Die Vorwürfe gegen Kelly gehen bis in die 1990er-Jahre zurück. Nachdem Anfang der 2000er-Jahre eine Videoaufnahme aufgetaucht war, die Kelly beim Sex mit einer 14-Jährigen zeigte, folgten ein Prozess und ein Freispruch. Die zahlreichen Klagen gegen ihn schadeten seiner Karriere nur minimal. Viele weigern sich zu glauben, dass an Missbrauchsvorwürfen etwas dran ist, solange keine strafrechtliche Verurteilung vorliegt. Auch ein Künstler wie Woody Allen hat seine bis heute erfolgreiche Karriere vor allem dem Umstand zu verdanken, dass er nie verurteilt wurde. Dabei sollte bereits der jahrzehntelang anhaltende Vorwurf, seine Tochter Dylan Farrow als Kind sexuell misshandelt zu haben, ausreichen, um ihm jegliche Unterstützung zu verweigern. Vom Umstand, dass er 1997 seine Stieftochter, die er von Kindesbeinen an kannte, heiratete, gar nicht erst zu sprechen. Das Image von Künstler*innen ist maßgebend dafür, was die breite Öffentlichkeit als problematisches Verhalten bewertet und was nicht – und das ist ein Problem.

… bis hin zur Verteidigung von Idolen

Wenn auch frustrierend, so ist das Beharren auf der Unschuld dieser Männer nicht völlig unverständlich. Unserem eigenen Seelenfrieden zuliebe müssen wir daran glauben, dass Menschen gutmütig sind (und zugeben, wenn sie etwas Unrechtmäßiges getan haben) und dass das Rechtssystem fair ist. Bei Künstlern wie Kelly und Jackson kommt noch eine weitere Ebene hinzu.

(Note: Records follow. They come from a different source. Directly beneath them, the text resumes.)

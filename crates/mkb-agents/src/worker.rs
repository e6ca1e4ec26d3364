//! Background task consumer
//!
//! A single loop: claim the oldest approved task, run the pipeline, file
//! the outputs under the detected category, regenerate the index, record
//! the outcome. Failures mark the task `error` and the loop keeps going;
//! nothing here panics or exits on a bad task. Shutdown is a watch channel
//! so the loop ends between tasks, never mid-task.

use crate::orchestrator::{Orchestrator, DEFAULT_AUDIENCE, DEFAULT_DOC_TYPE};
use mkb_classify::Classifier;
use mkb_store::{IndexBuilder, KnowledgeBase};
use mkb_tasks::{ResearchTask, TaskRepository};
use std::sync::Arc;
use std::time::Duration;
use tokio::sync::watch;

/// Worker tuning
#[derive(Debug, Clone)]
pub struct WorkerConfig {
    /// Sleep between polls when the queue is empty
    pub poll_interval: Duration,
}

impl Default for WorkerConfig {
    fn default() -> Self {
        Self {
            poll_interval: Duration::from_secs(5),
        }
    }
}

impl WorkerConfig {
    /// With a non-default poll interval.
    #[inline]
    #[must_use]
    pub fn with_poll_interval(mut self, poll_interval: Duration) -> Self {
        self.poll_interval = poll_interval;
        self
    }
}

/// The single consumer of approved research tasks
pub struct Worker {
    kb: KnowledgeBase,
    repo: Arc<dyn TaskRepository>,
    orchestrator: Orchestrator,
    classifier: Classifier,
    config: WorkerConfig,
}

impl Worker {
    #[must_use]
    pub fn new(
        kb: KnowledgeBase,
        repo: Arc<dyn TaskRepository>,
        orchestrator: Orchestrator,
        config: WorkerConfig,
    ) -> Self {
        Self {
            kb,
            repo,
            orchestrator,
            classifier: Classifier::new(),
            config,
        }
    }

    /// Run until `shutdown` flips to true.
    ///
    /// Claimed tasks always finish; the shutdown check sits between tasks.
    pub async fn run(&self, mut shutdown: watch::Receiver<bool>) {
        tracing::info!(poll_secs = self.config.poll_interval.as_secs_f64(), "worker started");
        loop {
            if *shutdown.borrow() {
                break;
            }
            match self.repo.next_approved().await {
                Some(task) => self.process(task).await,
                None => {
                    tokio::select! {
                        _ = tokio::time::sleep(self.config.poll_interval) => {}
                        _ = shutdown.changed() => {}
                    }
                }
            }
        }
        tracing::info!("worker stopped");
    }

    /// Run the pipeline for one claimed task and record the outcome.
    async fn process(&self, task: ResearchTask) {
        tracing::info!(task = %task.id, topic = %task.topic, "task claimed");
        match self.execute(&task).await {
            Ok(()) => {
                if let Err(e) = self.repo.set_completed(task.id).await {
                    tracing::error!(task = %task.id, error = %e, "could not mark task completed");
                }
            }
            Err(message) => {
                tracing::warn!(task = %task.id, error = %message, "task failed");
                if let Err(e) = self.repo.set_error(task.id, message).await {
                    tracing::error!(task = %task.id, error = %e, "could not mark task failed");
                }
            }
        }
    }

    async fn execute(&self, task: &ResearchTask) -> Result<(), String> {
        let category = self
            .classifier
            .classify(&task.topic, &task.context, &task.source_url);

        let outcome = self
            .orchestrator
            .research_and_document(
                &task.topic,
                &task.context,
                &task.source_url,
                DEFAULT_DOC_TYPE,
                DEFAULT_AUDIENCE,
            )
            .await
            .map_err(|e| e.to_string())?;

        // File both artifacts under the task-level category, then refresh
        // the index so it never points at the old locations.
        self.kb
            .relocate(&outcome.research_path, category)
            .map_err(|e| e.to_string())?;
        self.kb
            .relocate(&outcome.documentation_path, category)
            .map_err(|e| e.to_string())?;
        IndexBuilder::new(self.kb.clone())
            .rebuild()
            .map_err(|e| e.to_string())?;
        Ok(())
    }
}

#[cfg(test)]
mod tests {
    use super::*;
    use mkb_generate::StubGenerator;
    use mkb_tasks::{InMemoryTaskRepository, TaskStatus};
    use tempfile::TempDir;

    fn temp_kb() -> (TempDir, KnowledgeBase) {
        let dir = TempDir::new().unwrap();
        let kb = KnowledgeBase::open(dir.path().join("kb")).unwrap();
        (dir, kb)
    }

    async fn wait_for_terminal(
        repo: &InMemoryTaskRepository,
        id: mkb_tasks::TaskId,
    ) -> TaskStatus {
        for _ in 0..200 {
            let status = repo.get(id).await.unwrap().status;
            if status.is_terminal() {
                return status;
            }
            tokio::time::sleep(Duration::from_millis(10)).await;
        }
        panic!("task never reached a terminal state");
    }

    #[tokio::test]
    async fn approved_task_runs_to_completed_with_relocated_documents() {
        let (_dir, kb) = temp_kb();
        let stub = Arc::new(StubGenerator::script([
            Ok("midnight research findings".to_string()),
            Ok("# Midnight Notes\n\nbody".to_string()),
        ]));
        let repo = Arc::new(InMemoryTaskRepository::new());

        let task = ResearchTask::new("Midnight privacy features");
        let id = task.id;
        repo.insert(task).await.unwrap();
        repo.update_status(id, TaskStatus::Approved).await.unwrap();

        let worker = Worker::new(
            kb.clone(),
            Arc::clone(&repo) as Arc<dyn TaskRepository>,
            Orchestrator::new(kb.clone(), stub),
            WorkerConfig::default().with_poll_interval(Duration::from_millis(10)),
        );
        let (tx, rx) = watch::channel(false);
        let handle = tokio::spawn(async move { worker.run(rx).await });

        let status = wait_for_terminal(&repo, id).await;
        assert_eq!(status, TaskStatus::Completed);

        // Both artifacts ended up under the task-level category.
        let hits = kb.search("midnight", Some(mkb_store::Category::Midnight)).unwrap();
        assert_eq!(hits.len(), 2);
        assert!(repo.get(id).await.unwrap().completed_at.is_some());

        tx.send(true).unwrap();
        handle.await.unwrap();
    }

    #[tokio::test]
    async fn pending_tasks_are_left_alone() {
        let (_dir, kb) = temp_kb();
        let repo = Arc::new(InMemoryTaskRepository::new());
        let task = ResearchTask::new("untouched");
        let id = task.id;
        repo.insert(task).await.unwrap();

        let worker = Worker::new(
            kb.clone(),
            Arc::clone(&repo) as Arc<dyn TaskRepository>,
            Orchestrator::new(kb, Arc::new(StubGenerator::always("x"))),
            WorkerConfig::default().with_poll_interval(Duration::from_millis(10)),
        );
        let (tx, rx) = watch::channel(false);
        let handle = tokio::spawn(async move { worker.run(rx).await });

        tokio::time::sleep(Duration::from_millis(50)).await;
        assert_eq!(repo.get(id).await.unwrap().status, TaskStatus::Pending);

        tx.send(true).unwrap();
        handle.await.unwrap();
    }

    #[tokio::test]
    async fn shutdown_stops_the_loop() {
        let (_dir, kb) = temp_kb();
        let repo = Arc::new(InMemoryTaskRepository::new());
        let worker = Worker::new(
            kb.clone(),
            Arc::clone(&repo) as Arc<dyn TaskRepository>,
            Orchestrator::new(kb, Arc::new(StubGenerator::always("x"))),
            WorkerConfig::default().with_poll_interval(Duration::from_millis(10)),
        );
        let (tx, rx) = watch::channel(false);
        let handle = tokio::spawn(async move { worker.run(rx).await });

        tx.send(true).unwrap();
        tokio::time::timeout(Duration::from_secs(1), handle)
            .await
            .expect("worker did not stop")
            .unwrap();
    }
}
//! `mkb` — knowledge base command line
//!
//! Store queries run directly against the filesystem; `research` and
//! `gaps` call the generation API and need `ANTHROPIC_API_KEY`; `serve`
//! runs the HTTP dashboard API together with the background worker.

use anyhow::Context;
use clap::{value_parser, Arg, ArgAction, ArgMatches, Command};
use mkb_agents::orchestrator::{DEFAULT_AUDIENCE, DEFAULT_DOC_TYPE};
use mkb_agents::{Maintainer, Orchestrator, Worker, WorkerConfig};
use mkb_generate::{AnthropicConfig, AnthropicGenerator, Generator};
use mkb_server::AppState;
use mkb_store::{Category, IndexBuilder, KnowledgeBase};
use mkb_tasks::{InMemoryTaskRepository, TaskRepository};
use std::net::SocketAddr;
use std::path::Path;
use std::sync::Arc;
use tokio::sync::watch;

fn cli() -> Command {
    Command::new("mkb")
        .version(env!("CARGO_PKG_VERSION"))
        .about("Midnight/Cardano research knowledge base")
        .arg_required_else_help(true)
        .arg(
            Arg::new("kb-dir")
                .long("kb-dir")
                .global(true)
                .default_value("./knowledge_base")
                .help("Knowledge base root directory"),
        )
        .subcommand(
            Command::new("research")
                .about("Run the research pipeline for a topic")
                .arg(Arg::new("topic").required(true).help("Topic to research"))
                .arg(
                    Arg::new("context")
                        .long("context")
                        .default_value("")
                        .help("Additional context"),
                )
                .arg(
                    Arg::new("source-url")
                        .long("source-url")
                        .default_value("")
                        .help("Source link, if any"),
                ),
        )
        .subcommand(
            Command::new("search")
                .about("Search documents by substring")
                .arg(Arg::new("query").required(true).help("Search text"))
                .arg(
                    Arg::new("category")
                        .long("category")
                        .help("Restrict to one category"),
                ),
        )
        .subcommand(Command::new("index").about("Regenerate INDEX.md"))
        .subcommand(
            Command::new("recent")
                .about("List newest documents")
                .arg(
                    Arg::new("category")
                        .long("category")
                        .help("Restrict to one category"),
                )
                .arg(
                    Arg::new("limit")
                        .long("limit")
                        .default_value("10")
                        .value_parser(value_parser!(usize))
                        .help("Maximum entries"),
                ),
        )
        .subcommand(Command::new("stats").about("Per-category document counts and sizes"))
        .subcommand(
            Command::new("view")
                .about("Print a document")
                .arg(Arg::new("path").required(true).help("Path relative to the store root")),
        )
        .subcommand(Command::new("categories").about("List the category folders"))
        .subcommand(
            Command::new("outdated")
                .about("List documents not modified recently")
                .arg(
                    Arg::new("days")
                        .long("days")
                        .default_value("90")
                        .value_parser(value_parser!(u64))
                        .help("Age threshold in days"),
                ),
        )
        .subcommand(Command::new("gaps").about("Generate a knowledge gap analysis"))
        .subcommand(
            Command::new("serve")
                .about("Run the HTTP API and the background worker")
                .arg(
                    Arg::new("addr")
                        .long("addr")
                        .default_value("127.0.0.1:8080")
                        .help("Listen address"),
                )
                .arg(
                    Arg::new("no-worker")
                        .long("no-worker")
                        .action(ArgAction::SetTrue)
                        .help("Serve the API without the background worker"),
                ),
        )
        .subcommand(Command::new("worker").about("Run only the background worker"))
}

#[tokio::main]
async fn main() -> anyhow::Result<()> {
    tracing_subscriber::fmt()
        .with_env_filter(tracing_subscriber::EnvFilter::from_default_env())
        .init();

    let matches = cli().get_matches();
    let kb_dir = matches
        .get_one::<String>("kb-dir")
        .expect("has a default")
        .clone();
    let kb = KnowledgeBase::open(&kb_dir)
        .with_context(|| format!("cannot open knowledge base at {kb_dir}"))?;

    match matches.subcommand() {
        Some(("research", args)) => research(&kb, args).await,
        Some(("search", args)) => search(&kb, args),
        Some(("index", _)) => {
            let path = IndexBuilder::new(kb).rebuild()?;
            println!("Regenerated {}", path.display());
            Ok(())
        }
        Some(("recent", args)) => recent(&kb, args),
        Some(("stats", _)) => stats(&kb),
        Some(("view", args)) => {
            let path = args.get_one::<String>("path").expect("required");
            println!("{}", kb.get_document(Path::new(path))?);
            Ok(())
        }
        Some(("categories", _)) => {
            for category in Category::ALL {
                println!("{:<16} {}", category.folder(), category.description());
            }
            Ok(())
        }
        Some(("outdated", args)) => {
            let days = *args.get_one::<u64>("days").expect("has a default");
            let paths = kb.outdated(days)?;
            if paths.is_empty() {
                println!("No documents older than {days} days");
            }
            for path in paths {
                println!("{}", path.display());
            }
            Ok(())
        }
        Some(("gaps", _)) => {
            let maintainer = Maintainer::new(kb, generator_from_env()?);
            let path = maintainer.analyze_gaps().await?;
            println!("Gap analysis written to {}", path.display());
            Ok(())
        }
        Some(("serve", args)) => serve(kb, args).await,
        Some(("worker", _)) => worker_only(kb).await,
        _ => Ok(()),
    }
}

fn generator_from_env() -> anyhow::Result<Arc<dyn Generator>> {
    let config = AnthropicConfig::from_env().context("generation API is not configured")?;
    Ok(Arc::new(AnthropicGenerator::new(config)))
}

fn parse_category(args: &ArgMatches) -> anyhow::Result<Option<Category>> {
    args.get_one::<String>("category")
        .map(|c| c.parse::<Category>().map_err(Into::into))
        .transpose()
}

async fn research(kb: &KnowledgeBase, args: &ArgMatches) -> anyhow::Result<()> {
    let topic = args.get_one::<String>("topic").expect("required");
    let context = args.get_one::<String>("context").expect("has a default");
    let source_url = args.get_one::<String>("source-url").expect("has a default");

    let orchestrator = Orchestrator::new(kb.clone(), generator_from_env()?);
    let outcome = orchestrator
        .research_and_document(topic, context, source_url, DEFAULT_DOC_TYPE, DEFAULT_AUDIENCE)
        .await?;

    println!("Research:      {}", outcome.research_path.display());
    println!("Documentation: {}", outcome.documentation_path.display());
    println!("Category:      {}", outcome.category);
    println!("Index:         {}", outcome.index_path.display());
    Ok(())
}

fn search(kb: &KnowledgeBase, args: &ArgMatches) -> anyhow::Result<()> {
    let query = args.get_one::<String>("query").expect("required");
    let category = parse_category(args)?;
    let hits = kb.search_hits(query, category)?;
    if hits.is_empty() {
        println!("No matches for '{query}'");
        return Ok(());
    }
    for hit in hits {
        println!("{}", hit.path.display());
        for line in hit.preview.lines() {
            println!("    {line}");
        }
    }
    Ok(())
}

fn recent(kb: &KnowledgeBase, args: &ArgMatches) -> anyhow::Result<()> {
    let category = parse_category(args)?;
    let limit = *args.get_one::<usize>("limit").expect("has a default");
    for entry in kb.recent(category, limit)? {
        println!(
            "{}  {:>8}  {}",
            entry.modified.format("%Y-%m-%d %H:%M"),
            entry.size,
            entry.path.display()
        );
    }
    Ok(())
}

fn stats(kb: &KnowledgeBase) -> anyhow::Result<()> {
    let stats = kb.stats()?;
    println!("Knowledge Base Statistics");
    println!("=========================");
    for (folder, category) in &stats.categories {
        println!(
            "{:<16} {:>5} documents  {:>10} bytes",
            folder, category.count, category.size_bytes
        );
    }
    println!();
    println!(
        "Total: {} documents, {} bytes",
        stats.total_documents, stats.total_size_bytes
    );
    Ok(())
}

async fn serve(kb: KnowledgeBase, args: &ArgMatches) -> anyhow::Result<()> {
    let addr: SocketAddr = args
        .get_one::<String>("addr")
        .expect("has a default")
        .parse()
        .context("invalid listen address")?;
    let with_worker = !args.get_flag("no-worker");

    let repo: Arc<dyn TaskRepository> = Arc::new(InMemoryTaskRepository::new());
    let (shutdown_tx, shutdown_rx) = watch::channel(false);

    let worker_handle = if with_worker {
        let generator = generator_from_env()?;
        let worker = Worker::new(
            kb.clone(),
            Arc::clone(&repo),
            Orchestrator::new(kb.clone(), generator),
            WorkerConfig::default(),
        );
        let rx = shutdown_rx.clone();
        Some(tokio::spawn(async move { worker.run(rx).await }))
    } else {
        None
    };

    let ctrl_tx = shutdown_tx.clone();
    tokio::spawn(async move {
        if tokio::signal::ctrl_c().await.is_ok() {
            tracing::info!("shutdown requested");
            let _ = ctrl_tx.send(true);
        }
    });

    mkb_server::serve(AppState::new(kb, repo), addr, shutdown_rx).await?;
    let _ = shutdown_tx.send(true);
    if let Some(handle) = worker_handle {
        handle.await.context("worker task panicked")?;
    }
    Ok(())
}

async fn worker_only(kb: KnowledgeBase) -> anyhow::Result<()> {
    let generator = generator_from_env()?;
    let repo: Arc<dyn TaskRepository> = Arc::new(InMemoryTaskRepository::new());
    let worker = Worker::new(
        kb.clone(),
        Arc::clone(&repo),
        Orchestrator::new(kb, generator),
        WorkerConfig::default(),
    );

    let (shutdown_tx, shutdown_rx) = watch::channel(false);
    tokio::spawn(async move {
        if tokio::signal::ctrl_c().await.is_ok() {
            let _ = shutdown_tx.send(true);
        }
    });
    worker.run(shutdown_rx).await;
    Ok(())
}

Wenn auf der einen Seite ein vielgeschätzter Künstler steht und auf der anderen ein unbekanntes, gesichtsloses Opfer, fällt es nicht schwer, ersterem Glauben zu schenken und letzteres zu diskreditieren. Wenn nämlich wahnsinnig beliebte Menschen, die noch dazu Songs wie „I Believe I Can Fly“ oder „Heal the World“ geschaffen haben, Sexualstraftäter sind, vor wem können wir uns dann überhaupt noch sicher fühlen? Wenn Menschen wie Kelly und Jackson Monster sind beziehungsweise waren, heißt das dann, dass möglicherweise etwas mit der gesamten Industrie nicht stimmt? Könnte es sogar heißen, dass wir uns in einer gesellschaftlichen Krise befinden?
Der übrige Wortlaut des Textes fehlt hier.